Halkların Köprüsü Derneği, sosyal medyadan, AASSM Müdürü Emel Akçay Özer’in halay çekilmesine tepki gösterdiği ve Bajar sahnedeyken güvenlik görevlilerinin konseri durdurmaya çalıştığı bilgisini paylaştı. Açıklamaya göre Emel Akçay Özer, konser bitiminde salona gelerek müzisyenleri ve sanatçıları özel güvenlik görevlileri eşliğinde sahneden kovdu, müzisyen ve teknik personelin enstrümanlarını toplamasına izin vermeyerek ışıkları kapattırdı.
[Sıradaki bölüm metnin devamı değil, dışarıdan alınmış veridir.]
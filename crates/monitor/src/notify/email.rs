//! Email sink over SMTP.
//!
//! `ssl = true` uses implicit TLS (typically port 465), otherwise the
//! connection upgrades via STARTTLS. `lettre`'s transport is blocking,
//! so sends run on the blocking pool.

use lettre::message::header::ContentType;
use lettre::transport::smtp::authentication::Credentials;
use lettre::{Message, SmtpTransport, Transport};
use tracing::warn;

use crate::conf::EmailConfig;
use crate::event::ErrorEvent;

#[derive(Debug, Clone)]
pub struct EmailNotifier {
    config: EmailConfig,
}

impl EmailNotifier {
    pub fn new(config: EmailConfig) -> Self {
        Self { config }
    }

    pub fn is_valid(&self) -> bool {
        !self.config.smtp_server.is_empty()
            && !self.config.from_email.is_empty()
            && !self.config.to_emails.is_empty()
    }

    pub async fn send(&self, event: &ErrorEvent) -> bool {
        let config = self.config.clone();
        let subject = format!("[Docker Monitor] {}", event.title());
        let body = html_body(event);

        let sent = tokio::task::spawn_blocking(move || deliver(&config, &subject, &body)).await;
        match sent {
            Ok(Ok(())) => true,
            Ok(Err(e)) => {
                warn!(error = %e, "email notification failed");
                false
            }
            Err(e) => {
                warn!(error = %e, "email send task failed");
                false
            }
        }
    }
}

fn deliver(config: &EmailConfig, subject: &str, body: &str) -> Result<(), String> {
    let mut builder = Message::builder()
        .from(
            config
                .from_email
                .parse()
                .map_err(|e| format!("bad from address: {e}"))?,
        )
        .subject(subject)
        .header(ContentType::TEXT_HTML);
    for to in &config.to_emails {
        builder = builder.to(to.parse().map_err(|e| format!("bad to address: {e}"))?);
    }
    let message = builder
        .body(body.to_string())
        .map_err(|e| format!("building message: {e}"))?;

    let relay = if config.ssl {
        SmtpTransport::relay(&config.smtp_server)
    } else {
        SmtpTransport::starttls_relay(&config.smtp_server)
    }
    .map_err(|e| format!("smtp relay: {e}"))?;

    let mut relay = relay.port(config.smtp_port);
    if !config.username.is_empty() {
        relay = relay.credentials(Credentials::new(
            config.username.clone(),
            config.password.clone(),
        ));
    }

    relay
        .build()
        .send(&message)
        .map(|_| ())
        .map_err(|e| format!("smtp send: {e}"))
}

fn html_body(event: &ErrorEvent) -> String {
    format!(
        "<html>\n\
         <body style=\"font-family: Arial, sans-serif;\">\n\
         <h2 style=\"color: #d32f2f;\">{title}</h2>\n\
         <div style=\"background-color: #f5f5f5; padding: 15px; border-radius: 5px;\">\n\
         <pre style=\"white-space: pre-wrap; word-wrap: break-word;\">{body}</pre>\n\
         </div>\n\
         <hr>\n\
         <p style=\"color: #666; font-size: 12px;\">\n\
         Sent: {timestamp}<br>\n\
         Container: {container}\n\
         </p>\n\
         </body>\n\
         </html>",
        title = event.title(),
        body = super::format::format_text(event),
        timestamp = event.formatted_timestamp(),
        container = event.container,
    )
}
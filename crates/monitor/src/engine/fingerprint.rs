//! Error fingerprinting for deduplication.
//!
//! Two log lines that differ only in embedded numbers, ids, or
//! timestamps must collapse to the same fingerprint: hex-looking runs
//! of 8+ characters become `HASH`, then digit runs become `X`.

use std::sync::OnceLock;

use regex::Regex;

/// Fingerprints keep at most this many message characters.
const MAX_KEY_CHARS: usize = 100;

fn hex_pattern() -> &'static Regex {
    static RE: OnceLock<Regex> = OnceLock::new();
    RE.get_or_init(|| Regex::new(r"[a-f0-9]{8,}").expect("static pattern"))
}

fn digit_pattern() -> &'static Regex {
    static RE: OnceLock<Regex> = OnceLock::new();
    RE.get_or_init(|| Regex::new(r"\d+").expect("static pattern"))
}

/// Normalised message identity: timestamp prefix dropped, hex runs and
/// digit runs masked, trimmed, capped at 100 chars.
pub fn normalize_message(line: &str) -> String {
    let message = line.split_once(' ').map(|(_, m)| m).unwrap_or(line);
    let masked = hex_pattern().replace_all(message, "HASH");
    let masked = digit_pattern().replace_all(&masked, "X");
    masked.trim().chars().take(MAX_KEY_CHARS).collect()
}

/// Fingerprint scoped by container name only (local sources).
pub fn error_key(container: &str, line: &str) -> String {
    format!("{container}:{}", normalize_message(line))
}

/// Fingerprint optionally scoped by a server label (remote sources).
/// Local fingerprints deliberately stay container-scoped; no global
/// uniqueness across sources is guaranteed.
pub fn scoped_error_key(scope: Option<&str>, container: &str, line: &str) -> String {
    match scope {
        Some(server) => format!("{server}:{}", error_key(container, line)),
        None => error_key(container, line),
    }
}
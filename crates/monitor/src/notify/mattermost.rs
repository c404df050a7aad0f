//! Mattermost sink: posts to a channel through the REST API.

use reqwest::Client;
use serde_json::json;
use tracing::warn;

use crate::conf::MattermostConfig;
use crate::event::ErrorEvent;

use super::format::format_markdown;

#[derive(Debug, Clone)]
pub struct MattermostNotifier {
    config: MattermostConfig,
    client: Client,
}

impl MattermostNotifier {
    pub fn new(config: MattermostConfig) -> Self {
        Self {
            config,
            client: Client::new(),
        }
    }

    pub fn is_valid(&self) -> bool {
        !self.config.server_url.is_empty()
            && !self.config.token.is_empty()
            && !self.config.channel_id.is_empty()
    }

    fn post_url(&self) -> String {
        format!(
            "{}://{}:{}/api/v4/posts",
            self.config.scheme, self.config.server_url, self.config.port
        )
    }

    pub async fn send(&self, event: &ErrorEvent) -> bool {
        let message = format!("## {}\n\n{}", event.title(), format_markdown(event));
        let response = self
            .client
            .post(self.post_url())
            .bearer_auth(&self.config.token)
            .json(&json!({
                "channel_id": self.config.channel_id,
                "message": message,
            }))
            .send()
            .await;

        match response {
            Ok(resp) if resp.status().is_success() => true,
            Ok(resp) => {
                warn!(status = %resp.status(), "mattermost notification rejected");
                false
            }
            Err(e) => {
                warn!(error = %e, "mattermost notification failed");
                false
            }
        }
    }
}

#[cfg(test)]
mod tests {
    use super::*;

    fn config() -> MattermostConfig {
        MattermostConfig {
            enabled: true,
            server_url: "chat.example.com".to_string(),
            token: "tok".to_string(),
            channel_id: "ch".to_string(),
            ..MattermostConfig::default()
        }
    }

    #[test]
    fn test_post_url_uses_scheme_and_port() {
        let notifier = MattermostNotifier::new(config());
        assert_eq!(
            notifier.post_url(),
            "https://chat.example.com:443/api/v4/posts"
        );
    }

    #[test]
    fn test_validation_requires_token_and_channel() {
        assert!(MattermostNotifier::new(config()).is_valid());
        let mut incomplete = config();
        incomplete.token.clear();
        assert!(!MattermostNotifier::new(incomplete).is_valid());
    }
}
“Bu salonda halay çekilemez”

Medyascope’a konuşan Halkların Köprüsü Derneği Başkanı Nuray Pehlivan, salonun tıklım tıklım dolu olduğunu ve konserin coşkulu geçtiğini, Bajar sahnedeyken de herhangi bir taşkınlık olmadan şarkılar ve türküler eşliğinde halay çekildiğini söyledi. Bu esnada Emel Akçay Özer’in kendisini telefonla arayarak emrivaki bir şekilde “Hemen halayı kesin” dediğini söyleyen Pehlivan, bunun nedenini sorduğunda, “Bu salonda halay çekilemez, kurallara aykırı davranıyorsunuz” yanıtını aldığını aktardı.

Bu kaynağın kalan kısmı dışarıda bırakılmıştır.